» **What you have to do**
Your task is to copy each line of the records that includes the string "models".

» **Supplied entries**
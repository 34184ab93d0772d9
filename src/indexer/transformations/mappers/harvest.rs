use super::{account, insert_coin};
use crate::indexer::transformations::messages::ChainMsg;
use crate::indexer::transformations::reconciler::produce_transfers;
use crate::models::errors::MapperError;
use crate::models::logs::LogFormat;
use crate::models::proto::kava::MsgHarvestDeposit;
use crate::models::transactions::SubsetEvent;

fn deposit_like(
    kind: &str,
    m: &MsgHarvestDeposit,
    logf: &LogFormat,
) -> Result<SubsetEvent, MapperError> {
    let mut se = SubsetEvent::new(kind, "harvest")
        .with_node("depositor", account("depositor", &m.depositor)?)
        .with_additional("deposit_type", m.deposit_type.as_str());
    insert_coin(&mut se, "send", m.amount.as_ref())?;

    produce_transfers(&mut se, "send", None, logf)?;
    Ok(se)
}

pub fn deposit_to_sub(msg: &ChainMsg, logf: &LogFormat) -> Result<SubsetEvent, MapperError> {
    match msg {
        ChainMsg::HarvestDeposit(m) => deposit_like("harvest_deposit", m, logf),
        _ => Err(MapperError::UnexpectedMessage {
            expected: "harvest_deposit",
        }),
    }
}

pub fn withdraw_to_sub(msg: &ChainMsg, logf: &LogFormat) -> Result<SubsetEvent, MapperError> {
    match msg {
        ChainMsg::HarvestWithdraw(m) => deposit_like("harvest_withdraw", m, logf),
        _ => Err(MapperError::UnexpectedMessage {
            expected: "harvest_withdraw",
        }),
    }
}

/// The claimed amount only shows up in the transfer log.
pub fn claim_reward_to_sub(msg: &ChainMsg, logf: &LogFormat) -> Result<SubsetEvent, MapperError> {
    let ChainMsg::HarvestClaimReward(m) = msg else {
        return Err(MapperError::UnexpectedMessage {
            expected: "claim_harvest_reward",
        });
    };

    let mut se = SubsetEvent::new("claim_harvest_reward", "harvest")
        .with_node("sender", account("sender", &m.sender)?)
        .with_node("receiver", account("receiver", &m.receiver)?)
        .with_additional("deposit_denom", m.deposit_denom.as_str())
        .with_additional("deposit_type", m.deposit_type.as_str())
        .with_additional("multiplier_name", m.multiplier_name.as_str());

    produce_transfers(&mut se, "reward", None, logf)?;
    Ok(se)
}

#[cfg(test)]
mod tests {
    use super::*;
    use crate::indexer::transformations::mappers::fixtures::*;
    use crate::models::proto::{Coin, kava};

    #[test]
    fn test_harvest_deposit_and_withdraw() {
        let deposit = kava::MsgHarvestDeposit {
            depositor: DELEGATOR.to_string(),
            amount: Some(Coin::new("ukava", "250000")),
            deposit_type: "lp".to_string(),
        };
        let logf = transfer_log(&[("recipient", RECIPIENT), ("amount", "250000ukava")]);

        let se = deposit_to_sub(&ChainMsg::HarvestDeposit(deposit.clone()), &logf).unwrap();
        assert_eq!(se.kind, vec!["harvest_deposit"]);
        assert_eq!(se.module, "harvest");
        assert_eq!(se.node["depositor"][0].id, DELEGATOR);
        assert_eq!(se.amount["send"].currency, "ukava");
        assert_eq!(se.amount["send"].text, "250000");
        assert_eq!(se.additional["deposit_type"], vec!["lp"]);
        assert_eq!(se.transfers["send"][0].account.id, RECIPIENT);

        let se = withdraw_to_sub(&ChainMsg::HarvestWithdraw(deposit), &LogFormat::default())
            .unwrap();
        assert_eq!(se.kind, vec!["harvest_withdraw"]);
        assert!(se.transfers.is_empty());
    }

    #[test]
    fn test_harvest_withdraw_rejects_deposit() {
        let msg = ChainMsg::HarvestDeposit(kava::MsgHarvestDeposit::default());
        assert!(withdraw_to_sub(&msg, &LogFormat::default()).is_err());
    }

    #[test]
    fn test_claim_harvest_reward() {
        let msg = ChainMsg::HarvestClaimReward(kava::MsgHarvestClaimReward {
            sender: DELEGATOR.to_string(),
            receiver: RECIPIENT.to_string(),
            deposit_denom: "bnb".to_string(),
            multiplier_name: "medium".to_string(),
            deposit_type: "stake".to_string(),
        });
        let logf = transfer_log(&[("recipient", RECIPIENT), ("amount", "1200000hard")]);

        let se = claim_reward_to_sub(&msg, &logf).unwrap();
        assert_eq!(se.node["sender"][0].id, DELEGATOR);
        assert_eq!(se.node["receiver"][0].id, RECIPIENT);
        assert_eq!(se.additional["deposit_denom"], vec!["bnb"]);
        assert_eq!(se.additional["multiplier_name"], vec!["medium"]);
        assert_eq!(se.transfers["reward"][0].amounts[0].currency, "hard");
        assert!(se.amount.is_empty());
    }
}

» **Task solution**
use crate::models::errors::MapperError;
use crate::models::logs::LogFormat;
use crate::models::proto::kava::MsgHarvestDeposit;
use crate::models::transactions::SubsetEvent;
    use crate::models::proto::{Coin, kava};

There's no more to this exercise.